Jean-Marie Le Pen has been the beneficiary of public disgust with ``old politics.'' It is his extreme right-wing dogma - ``France aux Fran,cais'' (France for the French) - that has set the agenda for the country's politics in 1990, while Gaullists and Socialists have tried to cope.

Le Pen's support is drawn heavily from strata that have not shared in France's 1980s prosperity. The gap in consumption between France's wealthiest and poorest households has widened in the last 10 years, while employment remains at 9.5 percent.

The Socialist Party has declared that mitigating inequalities will have high priority for the remainder of Mitterand's term. The president's initiative to raise the minimum wage, despite possible inflationary pressure, is evidence of how dangerous to PS fortunes this issue has become.

But the National Front (FN) of Le Pen is the party that everyone is watching, with both moderate left and right losing some support. The Front has been around as a fringe party for years, but always with a national vote less than 5 percent of the total. This fringe status can no longer be assumed. In national polls this year, the FN has received a mean of 15-17 percent support, while in recent local elections its candidates have drawn as much as 37 percent of the votes.

Immigration is the top concern of Frenchmen, according to a national survey last spring. More than anything else, this is Le Pen's calling card.

Le Pen's message is nationalistic, racist, anti-Semitic, and xenophobic. He cites some statistical truths - that, for example, there are 5 million illegal immigrants in France. His message also emphasizes the disproportionately high crime rate among such immigrant groups. But, aside from these few data, Le Pen often misleads, as by saying immigrants steal jobs from Frenchmen. He ignores that most jobs being filled by African or Muslim immigrants are those that the French do not seem to want to take. Le Pen also purposefully ignores France's prior history of successful immigration.

Immigration has taken on such political importance not only because of Le Pen. The European Community has focused attention on the threat of illegal immigration as a facet of larger North-South issues. Arabs born in France - the Beur population - are themselves drawing attention to their poor living conditions, and using Le Pen's challenge as a way to articulate their needs.
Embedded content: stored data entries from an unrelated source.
//! Run orchestration: planning, dispatch, state persistence, recovery and
//! shutdown handling.

pub mod lifecycle;
pub mod recovery;
pub mod runner;
pub mod shutdown;
pub mod state;

pub use lifecycle::{IssueLifecycle, Resolution};
pub use recovery::PendingWorktreeInfo;
pub use runner::{Orchestrator, RunReport};
pub use shutdown::INTERRUPTED_EXIT_CODE;
pub use state::{OrchestratorState, StateManager};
The conservatives have been thrown into disarray by these issues and Le Pen. Splits within the Gaullists, led by Chirac, surfaced in late 1989 and early 1990. In late June, Giscard and Chirac agreed that their center-right and neo-Gaullist parties would merge to form the Union for France (UPF). This may also have been a move calculated to enhance conservatives' prospects in the 1995 presidential election. Since the old Gaullists and UDF did not see eye to eye on social and European issues, however, selecting one presidential candidate is unlikely to avoid acrimony. Most clearly, this step exhibits the panic into which conservatives have been thrown by issues that cost them votes to the right.

Prime Minister Rocard has resorted to public appeals for a nonpartisan effort to resolve the immigration problem. His May 23 statements were a direct response to a growing recognition that racism may endanger French stability. At the same time, Rocard and the Socialists have tried to identify Le Pen as the person culpable for the climate of intolerance symbolized by the Carpentras incident in early May, where a Jewish cemetery was desecrated.

At the heart of this unease among parties and populace is the strong sense that France's place in Europe is less assured than it has been for the past several decades. Simultaneously, France's newest immigrants are disliked by white, native-born French who perceive themselves as unfairly denied the spoils of the country's prosperity. With such undercurrents shaking its political equilibrium, France's next few years could be volatile.